“Thor: Ragnarok”

Replacing a franchise director can be risky. Putting Taika Waititi in charge of Thor: Ragnarok is just what our God of Thunder needed.

Thor (Chris Hemsworth) learns that Loki (Tom Hiddleston) survived the end events of The Dark World and they have a bittersweet reunion. They also discover they have an evil sister Hela (Cate Blanchett). Hela takes over Asgard and casts Thor and Loki to Sakaar where the Grandmaster (Jeff Goldblum) forces Thor to become a gladiator. He also reunites with a certain angry green scientist (Mark Ruffalo) and they try to find a way to save Asgard.

Of the MCU franchises, the Thor is my least favorite. I found the first two films repetitive with too much focus on Thor and Jane’s relationship. Ragnarok is a breath of fresh air. Waititi replaces the rushed romance with a platonic friendship, removesThor and Loki’s brooding attitudes and amps up their wit, and he swaps out the Shakespeare undertones for a retro 80s aesthetics. I wanted to yell “YES,” in the theater like Thor does out of the happiness.

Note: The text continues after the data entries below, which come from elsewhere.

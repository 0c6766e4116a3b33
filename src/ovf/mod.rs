//! OVF descriptor parsing and querying

pub mod descriptor;
pub mod document;
pub mod xpath;

use thiserror::Error;

pub use descriptor::Descriptor;
pub use document::{Document, DocumentError};
pub use xpath::XPathError;

/// Descriptor file suffix inside an appliance archive
pub const DESCRIPTOR_SUFFIX: &str = ".ovf";

#[derive(Error, Debug)]
pub enum DescriptorError {
    #[error("cannot parse OVF file: {0}")]
    Parse(#[from] DocumentError),

    #[error("cannot register xml namespaces: {0}")]
    Namespace(#[source] XPathError),

    #[error("cannot evaluate OVF query: {0}")]
    Expression(#[source] XPathError),

    #[error("cannot get {0} from ovf file")]
    MissingField(&'static str),

    #[error("no drives were found in ovf file")]
    NoDisks,

    #[error("bad disk reference '{0}' in ovf file")]
    BadDiskReference(String),
}

/// First extracted entry that looks like an OVF descriptor
pub fn find_descriptor(files: &[String]) -> Option<&str> {
    files
        .iter()
        .map(String::as_str)
        .find(|f| f.len() > DESCRIPTOR_SUFFIX.len() && f.ends_with(DESCRIPTOR_SUFFIX))
}
//! Progress spinner shown on stderr while an import runs

use crossterm::{
    cursor::{Hide, MoveToColumn, Show},
    execute,
    style::Print,
    terminal::{Clear, ClearType},
};
use std::io::{stderr, Write};
use std::sync::atomic::{AtomicBool, Ordering};
use std::sync::Arc;
use std::thread::{self, JoinHandle};
use std::time::Duration;

use crate::vm::{ImportError, ImportResult};

const FRAMES: [char; 4] = ['/', '-', '\\', '|'];
const PERIOD: Duration = Duration::from_millis(100);

/// Running spinner thread; stopped and joined by [`Spinner::finish`] or on drop
pub struct Spinner {
    running: Arc<AtomicBool>,
    handle: Option<JoinHandle<()>>,
}

impl Spinner {
    /// Start spinning, or return an inert guard if `enabled` is false
    pub fn start(enabled: bool) -> ImportResult<Self> {
        let running = Arc::new(AtomicBool::new(enabled));
        if !enabled {
            return Ok(Self {
                running,
                handle: None,
            });
        }

        let flag = Arc::clone(&running);
        let handle = thread::Builder::new()
            .name("spinner".to_string())
            .spawn(move || spin(&flag))
            .map_err(|_| ImportError::Thread("start"))?;

        Ok(Self {
            running,
            handle: Some(handle),
        })
    }

    /// Stop the thread and wait for it
    pub fn finish(mut self) -> ImportResult<()> {
        self.stop()
    }

    fn stop(&mut self) -> ImportResult<()> {
        self.running.store(false, Ordering::SeqCst);
        match self.handle.take() {
            Some(handle) => handle.join().map_err(|_| ImportError::Thread("join")),
            None => Ok(()),
        }
    }
}

impl Drop for Spinner {
    fn drop(&mut self) {
        let _ = self.stop();
    }
}

fn spin(running: &AtomicBool) {
    let mut err = stderr();
    let _ = execute!(err, Hide);
    for frame in FRAMES.iter().cycle() {
        if !running.load(Ordering::SeqCst) {
            break;
        }
        let _ = execute!(err, MoveToColumn(0), Print(frame));
        thread::sleep(PERIOD);
    }
    let _ = execute!(err, MoveToColumn(0), Clear(ClearType::CurrentLine), Show);
    let _ = err.flush();
}
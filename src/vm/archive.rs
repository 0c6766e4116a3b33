//! Appliance archive extraction

use std::fs::File;
use std::path::Path;
use tracing::debug;

use super::error::{ImportError, ImportResult};

/// Unpack every entry of the tar archive at `archive` into `dest`
///
/// Entry names are appended to `files` in archive order, each one before its
/// data is written, so a failure half-way through still leaves every
/// touched path listed for cleanup. Entries that would land outside `dest`
/// make the archive unusable.
pub fn extract(archive: &Path, dest: &Path, files: &mut Vec<String>) -> ImportResult<()> {
    let bad_archive = |reason: String| ImportError::BadArchive {
        path: archive.to_path_buf(),
        reason,
    };

    let file = File::open(archive).map_err(|source| ImportError::ArchiveOpen {
        path: archive.to_path_buf(),
        source,
    })?;

    let mut tar = tar::Archive::new(file);
    tar.set_preserve_permissions(false);
    tar.set_preserve_mtime(false);
    tar.set_unpack_xattrs(false);

    let entries = tar.entries().map_err(|e| bad_archive(e.to_string()))?;
    for entry in entries {
        let mut entry = entry.map_err(|e| bad_archive(e.to_string()))?;
        let name = entry
            .path()
            .map_err(|e| bad_archive(e.to_string()))?
            .to_string_lossy()
            .into_owned();

        files.push(name.clone());
        debug!("ova: extract file: {}", name);

        let unpacked = entry
            .unpack_in(dest)
            .map_err(|e| bad_archive(format!("{}: {}", name, e)))?;
        if !unpacked {
            return Err(bad_archive(format!("entry '{}' escapes the extraction directory", name)));
        }
    }

    Ok(())
}
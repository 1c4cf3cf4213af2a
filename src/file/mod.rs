//! Archive I/O for definition databases.
//!
//! This module reads zip archives of XML definition files, either from bytes
//! already in memory or from a file on disk, and turns their `.xml` entries
//! into parsed documents.

pub mod loader;
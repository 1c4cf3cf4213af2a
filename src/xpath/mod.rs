//! XPath-style query parser and evaluator for definition documents.
//!
//! This module implements the subset of XPath the definition database needs:
//! enough to select definitions by tag path and simple predicates, without a
//! general expression language.
//!
//! # Supported Syntax
//!
//! - `Defs/ThingDef` - child steps, relative to the document node
//! - `/Defs` - absolute paths; `/` alone selects each document's root element
//! - `//label`, `Defs//label` - descendants, in document order
//! - `*` - any element, `.` - the context node, `text()` - text nodes
//! - `[@Name="x"]` - attribute comparison
//! - `[defName="x"]`, `[stuffProps/color]` - child text comparison and existence
//! - `=`, `!=`, `and`, `or`, parentheses
//! - `translate(s, from, to)`, `contains(s, part)`, `not(x)`
//!
//! # Examples
//!
//! ```text
//! Defs/ThingDef[defName="Steel"]/description
//! Defs/ThingDef[@Name="BuildingBase"]
//! Defs/ThingDef[contains(label, "wood")]
//! //*
//! ```

pub mod ast;
pub mod engine;
pub mod error;
pub mod evaluator;
pub mod parser;

pub use ast::{Axis, Expr, LocationPath, NodeTest, Step};
pub use engine::{dedup_matches, Match, QueryEngine};
pub use error::QueryError;
pub use evaluator::Evaluator;
pub use parser::Parser;
//! Plain-text rendering of item reports.

use crate::resolver::{FieldView, ItemReport};
use std::fmt::Write;

/// Renders a report as titled sections. Empty sections are left out.
pub fn render_report(report: &ItemReport) -> String {
    let mut out = String::new();

    let _ = match &report.def_name {
        Some(def_name) => writeln!(out, "Info for item \"{}\" (defName: {})", report.title, def_name),
        None => writeln!(out, "Info for item \"{}\"", report.title),
    };
    let _ = writeln!(out, "{}", report.description);

    if let Some(stats) = &report.item_stats {
        let mut lines = vec![
            format!("Stack limit: {}", stats.stack_limit),
            format!("Automatically haulable: {}", stats.always_haulable),
        ];
        if let Some(small_volume) = &stats.small_volume {
            lines.push(format!("Small volume: {}", small_volume));
        }
        section(&mut out, "Item stats", &lines);
    }

    view_section(&mut out, "Base stats", &report.base_stats);

    if let Some(stuff) = &report.stuff {
        view_section(&mut out, "Stuff properties - General", &stuff.general);
        if let Some(color) = stuff.color() {
            let _ = writeln!(out, "Display color: {}", color.hex());
        }
        view_section(&mut out, "Stat modifiers - Factors", &stuff.factors);
        view_section(&mut out, "Stat modifiers - Offsets", &stuff.offsets);
    }

    for parent in report.dangling_parents() {
        let _ = writeln!(out, "\nWarning: parent definition \"{}\" not found", parent);
    }

    if !report.did_you_mean.is_empty() {
        let names: Vec<String> = report
            .did_you_mean
            .iter()
            .map(|name| format!("`{}`", name))
            .collect();
        section(&mut out, "Did you mean", &[names.join(", ")]);
    }

    out
}

fn view_section(out: &mut String, title: &str, view: &FieldView) {
    section(out, title, &view.lines());
}

fn section(out: &mut String, title: &str, lines: &[String]) {
    if lines.is_empty() {
        return;
    }
    let _ = writeln!(out, "\n{}", title);
    for line in lines {
        let _ = writeln!(out, "  {}", line);
    }
}
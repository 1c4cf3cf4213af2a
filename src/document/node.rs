//! XML node representation for definition documents.
//!
//! Every parsed document is a tree of `Node`s. Elements keep their attributes
//! in declaration order and their children in document order; text content is
//! stored in separate `Text` nodes. Trees are built once by the parser and never
//! mutated afterwards.
//!
//! # Example
//!
//! ```
//! use defquill::document::node::{Element, Node};
//!
//! let def = Element::new("ThingDef")
//!     .with_attribute("ParentName", "ResourceBase")
//!     .with_child(Element::new("defName").with_text("Steel"))
//!     .into_node();
//!
//! assert_eq!(def.tag(), Some("ThingDef"));
//! assert_eq!(def.attribute("ParentName"), Some("ResourceBase"));
//! assert_eq!(def.child_text("defName").as_deref(), Some("Steel"));
//! ```

use indexmap::IndexMap;
use quick_xml::escape::escape;

/// An XML element: tag, ordered attributes and ordered children.
#[derive(Debug, Clone, PartialEq)]
pub struct Element {
    pub tag: String,
    pub attributes: IndexMap<String, String>,
    pub children: Vec<Node>,
}

/// A node in a definition document.
#[derive(Debug, Clone, PartialEq)]
pub enum Node {
    /// An element with its attributes and children
    Element(Element),
    /// Character data (text or CDATA)
    Text(String),
}

impl Element {
    /// Creates an empty element with the given tag.
    pub fn new(tag: impl Into<String>) -> Self {
        Self {
            tag: tag.into(),
            attributes: IndexMap::new(),
            children: Vec::new(),
        }
    }

    /// Adds an attribute, replacing any previous value under the same key.
    pub fn with_attribute(mut self, key: impl Into<String>, value: impl Into<String>) -> Self {
        self.attributes.insert(key.into(), value.into());
        self
    }

    /// Appends a child element.
    pub fn with_child(mut self, child: Element) -> Self {
        self.children.push(Node::Element(child));
        self
    }

    /// Appends a text child.
    pub fn with_text(mut self, text: impl Into<String>) -> Self {
        self.children.push(Node::Text(text.into()));
        self
    }

    pub fn into_node(self) -> Node {
        Node::Element(self)
    }
}

impl Node {
    /// Returns the element tag, or `None` for text nodes.
    pub fn tag(&self) -> Option<&str> {
        match self {
            Node::Element(element) => Some(&element.tag),
            Node::Text(_) => None,
        }
    }

    pub fn as_element(&self) -> Option<&Element> {
        match self {
            Node::Element(element) => Some(element),
            Node::Text(_) => None,
        }
    }

    pub fn is_element(&self) -> bool {
        matches!(self, Node::Element(_))
    }

    /// Returns the value of the named attribute.
    pub fn attribute(&self, name: &str) -> Option<&str> {
        self.as_element()
            .and_then(|element| element.attributes.get(name))
            .map(String::as_str)
    }

    /// Returns all children, or an empty slice for text nodes.
    pub fn children(&self) -> &[Node] {
        match self {
            Node::Element(element) => &element.children,
            Node::Text(_) => &[],
        }
    }

    /// Iterates over the element children only, in document order.
    pub fn child_elements(&self) -> impl Iterator<Item = &Node> {
        self.children().iter().filter(|child| child.is_element())
    }

    /// Returns the first child element with the given tag.
    pub fn first_child(&self, tag: &str) -> Option<&Node> {
        self.child_elements().find(|child| child.tag() == Some(tag))
    }

    /// Returns the text of the first child element with the given tag.
    pub fn child_text(&self, tag: &str) -> Option<String> {
        self.first_child(tag).map(Node::text)
    }

    /// Returns the string-value of the node: its own content for text nodes,
    /// the concatenated text of all descendants for elements.
    pub fn text(&self) -> String {
        match self {
            Node::Text(content) => content.clone(),
            Node::Element(_) => {
                let mut out = String::new();
                self.collect_text(&mut out);
                out
            }
        }
    }

    fn collect_text(&self, out: &mut String) {
        match self {
            Node::Text(content) => out.push_str(content),
            Node::Element(element) => {
                for child in &element.children {
                    child.collect_text(out);
                }
            }
        }
    }

    /// Returns true when every child is a text node (vacuously true for `<a/>`).
    pub fn has_only_text_children(&self) -> bool {
        self.children().iter().all(|child| !child.is_element())
    }

    /// Gets the node at the given child-index path, starting from this node.
    ///
    /// An empty path returns the node itself.
    pub fn get(&self, path: &[usize]) -> Option<&Node> {
        let mut current = self;
        for &index in path {
            current = current.children().get(index)?;
        }
        Some(current)
    }

    /// Counts this node and all of its descendants.
    pub fn count_nodes(&self) -> usize {
        1 + self.children().iter().map(Node::count_nodes).sum::<usize>()
    }

    /// Serializes the node and its subtree as XML markup.
    ///
    /// Elements without children are written in the short `<tag />` form.
    ///
    /// ```
    /// use defquill::document::node::Element;
    ///
    /// let node = Element::new("stuffProps")
    ///     .with_child(Element::new("color").with_text("(1,0.5,0)"))
    ///     .with_child(Element::new("smallVolume"))
    ///     .into_node();
    /// assert_eq!(
    ///     node.outer_xml(),
    ///     "<stuffProps><color>(1,0.5,0)</color><smallVolume /></stuffProps>"
    /// );
    /// ```
    pub fn outer_xml(&self) -> String {
        let mut out = String::new();
        self.write_xml(&mut out);
        out
    }

    fn write_xml(&self, out: &mut String) {
        match self {
            Node::Text(content) => out.push_str(&escape(content.as_str())),
            Node::Element(element) => {
                out.push('<');
                out.push_str(&element.tag);
                for (key, value) in &element.attributes {
                    out.push(' ');
                    out.push_str(key);
                    out.push_str("=\"");
                    out.push_str(&escape(value.as_str()));
                    out.push('"');
                }
                if element.children.is_empty() {
                    out.push_str(" />");
                    return;
                }
                out.push('>');
                for child in &element.children {
                    child.write_xml(out);
                }
                out.push_str("</");
                out.push_str(&element.tag);
                out.push('>');
            }
        }
    }
}

#[cfg(test)]
mod tests {
    use super::*;

    fn steel() -> Node {
        Element::new("ThingDef")
            .with_attribute("ParentName", "ResourceBase")
            .with_child(Element::new("defName").with_text("Steel"))
            .with_child(
                Element::new("statBases")
                    .with_child(Element::new("MaxHitPoints").with_text("100"))
                    .with_child(Element::new("Mass").with_text("0.5")),
            )
            .into_node()
    }

    #[test]
    fn test_first_child_and_text() {
        let node = steel();
        let stats = node.first_child("statBases").unwrap();
        assert_eq!(stats.child_elements().count(), 2);
        assert_eq!(stats.text(), "1000.5");
        assert!(node.first_child("stuffProps").is_none());
    }

    #[test]
    fn test_get_by_path() {
        let node = steel();
        let mass = node.get(&[1, 1]).unwrap();
        assert_eq!(mass.tag(), Some("Mass"));
        assert!(node.get(&[5]).is_none());
        assert_eq!(node.get(&[]).unwrap(), &node);
    }

    #[test]
    fn test_outer_xml_escapes() {
        let node = Element::new("label")
            .with_attribute("Note", "a\"b")
            .with_text("fish & chips <hot>")
            .into_node();
        assert_eq!(
            node.outer_xml(),
            "<label Note=\"a&quot;b\">fish &amp; chips &lt;hot&gt;</label>"
        );
    }

    #[test]
    fn test_text_only_children() {
        assert!(Element::new("a").with_text("x").into_node().has_only_text_children());
        assert!(!steel().has_only_text_children());
        assert_eq!(steel().count_nodes(), 8);
    }
}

We see that Thor’s come a long way in growing up. He’s less arrogant, reckless, and is now wiser and accepting of Loki. Loki is still mischievous, but recognizes how much he cares for Thor. After four movies together, it’s easy to believe Hemsworth and Hiddleston’s chemistry as dysfunctional brothers.

Ragnarok is also the funniest MCU film to date. The jokes are physical, slapstick, and self-referential without ever being annoying. During the big battle between Thor and Hulk that’s in every trailer, we’re treated to some of the funniest cross-referencing jokes, thanks to Hiddleston’s comedic timing and facial expressions.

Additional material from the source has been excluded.